А.И. Введенский был по философии учеником М.И. Владиславлева (1840–1890) (первого переводчика на русский язык «Критики чистого разума» И. Канта) и К.Н. Бестужева-Рюмина (1829-1897) по русской истории. В 1888 г. защитил магистерскую диссертацию «Опыт построения теории материи на принципах критической философии» на степень магистра философии. В 1890 г. (после смерти М.И. Владиславлева) А.И. Введенский возглавил кафедру философии в Санкт-Петербургском университете и 10 июня того же года получил звание экстраординарного профессора (в коем звании он и остался до конца жизни). Он состоял также профессором Александровской военно-юридической академии, Женского педагогического института, Высших женских историколитературных и юридических курсов (т. н. Бестужевских).

А.И. Введенский стал одним из инициаторов создания Философского общества, состоявшим при Императорском С.-Петербургском университете. В 1897 г. на первом заседании членов-учредителей Общества он был избран его председателем. Оставался А.И. Введенский бессменно на этом посту до 1921 г. В 1923 г. Философское общество при Петроградском университете официально прекратило свою деятельность.

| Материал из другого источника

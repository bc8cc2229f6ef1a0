//! Literal and leaf builders.

use crate::ast::keywords::{DEFAULT, NULL, STAR};
use crate::ast::{ColumnRef, Expr, Value};
use crate::statement::SelectStatement;

/// Column reference from a dotted path (`col`, `table.col`, `schema.table.col`).
pub fn col(path: &str) -> Expr {
    Expr::Column(ColumnRef::parse(path))
}

/// Integer literal, bound as a parameter.
pub fn int(value: i64) -> Expr {
    Expr::Literal(Value::Int(value))
}

pub fn float(value: f64) -> Expr {
    Expr::Literal(Value::Float(value))
}

/// String literal, bound as a parameter.
pub fn text(value: &str) -> Expr {
    Expr::Literal(Value::Text(value.to_string()))
}

/// Any bindable value.
pub fn value(value: impl Into<Value>) -> Expr {
    Expr::Literal(value.into())
}

/// Alias of [`value`] for call sites that read better as "parameter".
pub fn param(value: impl Into<Value>) -> Expr {
    Expr::Literal(value.into())
}

/// The `NULL` keyword.
pub fn null() -> Expr {
    Expr::Keyword(&NULL)
}

/// The `*` wildcard.
pub fn star() -> Expr {
    Expr::Keyword(&STAR)
}

/// The `DEFAULT` keyword, only valid in INSERT rows and UPDATE SET values.
pub fn default_value() -> Expr {
    Expr::Keyword(&DEFAULT)
}

/// Inline `TRUE`/`FALSE` in the dialect's spelling; never bound.
pub fn constant(value: bool) -> Expr {
    Expr::Constant(value)
}

/// `CAST(expr AS type_name)`
pub fn cast(expr: impl Into<Expr>, type_name: &str) -> Expr {
    let expr: Expr = expr.into();
    expr.cast(type_name)
}

/// Parenthesized list `(a, b, c)`.
pub fn list<V: Into<Expr>>(items: impl IntoIterator<Item = V>) -> Expr {
    Expr::List(items.into_iter().map(Into::into).collect())
}

/// `EXISTS (SELECT ...)`
pub fn exists(query: SelectStatement) -> Expr {
    Expr::Exists(Box::new(query))
}

/// Scalar sub-select `(SELECT ...)`.
pub fn subquery(query: SelectStatement) -> Expr {
    Expr::Subquery(Box::new(query))
}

Александр Иванович довольно активно издавал философскую литературу и занимался собственным философским творчеством. Нет никаких сомнений, что в формировании его философского мировоззрении кантианство сыграло решающую роль. Уже в своей магистерской диссертации ориентация на философское учение И. Канта была зафиксирована в специальных главах: «Глава II. Принципы критической философии» и «Глава III. О приемах критической философии и ее отношениях к другим наукам». И вот как он прокомментировал лозунг, выдвинутый О. Либманом: «На самом же деле рекомендуется не просто возврат к Канту, а усвоение созданных им принципов критицизма с тем, чтобы, очистив их от примесей догматизма, идти еще дальше Канта в развитии чистокритической философии» [2].

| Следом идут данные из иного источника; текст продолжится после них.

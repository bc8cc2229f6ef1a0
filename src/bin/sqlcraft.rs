//! sqlcraft: generate typed SQL descriptors from a database schema.
//!
//! # Usage
//!
//! ```bash
//! # Introspect a live database into gen/<dbname>/<schema>
//! sqlcraft generate --host localhost --user app --dbname shop --schema public --path gen
//!
//! # Save a schema snapshot, then generate from it offline
//! sqlcraft snapshot --dbname shop --out shop.json
//! sqlcraft generate --snapshot shop.json --dbname shop --dialect postgres
//! ```

use anyhow::{Context, Result};
use clap::{Args, Parser, Subcommand};
use colored::*;
use std::path::{Path, PathBuf};
use tracing_subscriber::EnvFilter;

use sqlcraft::codegen;
use sqlcraft::config::Config;
use sqlcraft::introspect::load_schema;
use sqlcraft::session::{ConnectionConfig, Session};

#[derive(Parser)]
#[command(name = "sqlcraft")]
#[command(version = env!("CARGO_PKG_VERSION"))]
#[command(about = "Type-safe SQL descriptors from your database schema", long_about = None)]
#[command(after_help = "EXAMPLES:
    sqlcraft generate --dbname shop --path src/db
    sqlcraft snapshot --dbname shop --out shop.json
    sqlcraft generate --snapshot shop.json --dbname shop")]
struct Cli {
    /// Config file (default: ./sqlcraft.toml, then the user config dir)
    #[arg(short, long, global = true, env = "SQLCRAFT_CONFIG")]
    config: Option<PathBuf>,

    /// Debug logging
    #[arg(short, long, global = true)]
    verbose: bool,

    #[command(subcommand)]
    command: Commands,
}

#[derive(Subcommand)]
enum Commands {
    /// Generate typed table and column descriptors
    Generate {
        #[command(flatten)]
        connection: ConnectionArgs,

        /// Output root; files land in <path>/<dbname>/<schema>
        #[arg(long, env = "SQLCRAFT_PATH")]
        path: Option<PathBuf>,

        /// Dialect used for type mapping (postgres, mysql, sqlite)
        #[arg(short, long, env = "SQLCRAFT_DIALECT")]
        dialect: Option<String>,

        /// Read the schema from a JSON snapshot instead of a database
        #[arg(long)]
        snapshot: Option<PathBuf>,
    },
    /// Introspect a schema and save it as a JSON snapshot
    Snapshot {
        #[command(flatten)]
        connection: ConnectionArgs,

        /// Snapshot file to write
        #[arg(short, long)]
        out: PathBuf,
    },
}

#[derive(Args)]
struct ConnectionArgs {
    #[arg(long, env = "SQLCRAFT_HOST")]
    host: Option<String>,
    #[arg(long, env = "SQLCRAFT_PORT")]
    port: Option<u16>,
    #[arg(long, env = "SQLCRAFT_USER")]
    user: Option<String>,
    #[arg(long, env = "SQLCRAFT_PASSWORD", hide_env_values = true)]
    password: Option<String>,
    #[arg(long, env = "SQLCRAFT_DBNAME")]
    dbname: Option<String>,
    #[arg(long, env = "SQLCRAFT_SSLMODE")]
    sslmode: Option<String>,
    /// Extra key=value connection parameters
    #[arg(long, env = "SQLCRAFT_PARAMS")]
    params: Option<String>,
    /// Schema to introspect (default: public)
    #[arg(long, env = "SQLCRAFT_SCHEMA")]
    schema: Option<String>,
}

impl From<ConnectionArgs> for ConnectionConfig {
    fn from(args: ConnectionArgs) -> Self {
        ConnectionConfig {
            host: args.host,
            port: args.port,
            user: args.user,
            password: args.password,
            dbname: args.dbname,
            sslmode: args.sslmode,
            params: args.params,
            schema: args.schema,
        }
    }
}

fn init_tracing(verbose: bool) {
    let default = if verbose { "sqlcraft=debug" } else { "sqlcraft=warn" };
    let filter = EnvFilter::try_from_default_env().unwrap_or_else(|_| EnvFilter::new(default));
    tracing_subscriber::fmt()
        .with_env_filter(filter)
        .with_writer(std::io::stderr)
        .init();
}

#[tokio::main]
async fn main() -> Result<()> {
    let cli = Cli::parse();
    init_tracing(cli.verbose);

    let config = Config::discover(cli.config.as_deref())?;
    match cli.command {
        Commands::Generate {
            connection,
            path,
            dialect,
            snapshot,
        } => {
            let config = config.with_connection(connection.into()).with_output(path, dialect);
            match snapshot {
                Some(file) => generate_offline(&config, &file),
                None => generate_live(&config).await,
            }
        }
        Commands::Snapshot { connection, out } => {
            let config = config.with_connection(connection.into());
            save_snapshot(&config.connection, &out).await
        }
    }
}

async fn generate_live(config: &Config) -> Result<()> {
    let connection = &config.connection;
    if config.dialect()?.name() != "postgres" {
        anyhow::bail!("live introspection only supports postgres; use --snapshot for other dialects");
    }
    println!(
        "{} {}",
        "Connecting:".dimmed(),
        connection.redacted_description().cyan()
    );
    let dest = codegen::generate(&config.output_path(), connection)
        .await
        .context("generation failed")?;
    print_done(&dest);
    Ok(())
}

fn generate_offline(config: &Config, snapshot: &Path) -> Result<()> {
    let dbname = config
        .connection
        .dbname()
        .context("--dbname is required to place generated code")?;
    println!("{} {}", "Snapshot:".dimmed(), snapshot.display().to_string().cyan());
    let dest = codegen::generate_from_snapshot(&config.output_path(), snapshot, dbname, config.dialect()?)
        .context("generation failed")?;
    print_done(&dest);
    Ok(())
}

async fn save_snapshot(connection: &ConnectionConfig, out: &Path) -> Result<()> {
    let schema_name = connection.schema_name();
    let mut session = Session::open(connection).await?;
    let loaded = load_schema(&mut session, schema_name).await;
    if let Err(e) = session.close().await {
        tracing::warn!(error = %e, "failed to close session");
    }
    let schema = loaded?;
    schema.save(out)?;
    println!(
        "{} {} ({} tables) -> {}",
        "✓".green(),
        schema.name.bold(),
        schema.tables.len(),
        out.display()
    );
    Ok(())
}

fn print_done(dest: &Path) {
    println!("{} {}", "✓ Generated".green().bold(), dest.display());
}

Популярные в России начала XX в. баденская и марбургская школы неокантианства на А.И. Введенского не оказали существенного влияния, хотя в вопросе об истолковании состава познания он иногда высказывал определенное согласие с точкой зрения Г. Когена (представителя марбургской школы). В учении о вере как своеобразном источнике познания он совершенно солидарен с Д. Юмом (1711–1776).

В глазах исследователя А.И. Введенский предстает как философ-кантианец. Всю свою теоретическую работу он направлял, прежде всего, на то, чтобы нравственно воспитать читателя. Сложность построения мировоззрения, включающего в себя вопросы соотношения имманентного и трансцендентного, снимается систематическим и критическим его возведением. Все работы мыслителя, посвященные логике, психологии и истории философии определенно проникнуты философским мышлением, основанным на кантовском критицизме.

Однако, ввиду и по сей день имеющих место споров, нелишним будет уточнить, что философия А.И. Введенского скорее более кантианская, нежели неокантианская. Действительно, нет никаких сомнений, что И. Кант оказал огромное влияние на философское творчество А.И. Введенского, и В.В. Зеньковский называл его даже признанным главой русского неокантианства. Однако самото русское неокантианство понималось им как чистое кантианство, но на русской почве. «Понимание Канта и основ критической гносеологии и критической метафизики очень самостоятельно у Введенского, – но он верный и строго последовательный кантианец в основных положениях», – писал В.В. Зеньковский [3].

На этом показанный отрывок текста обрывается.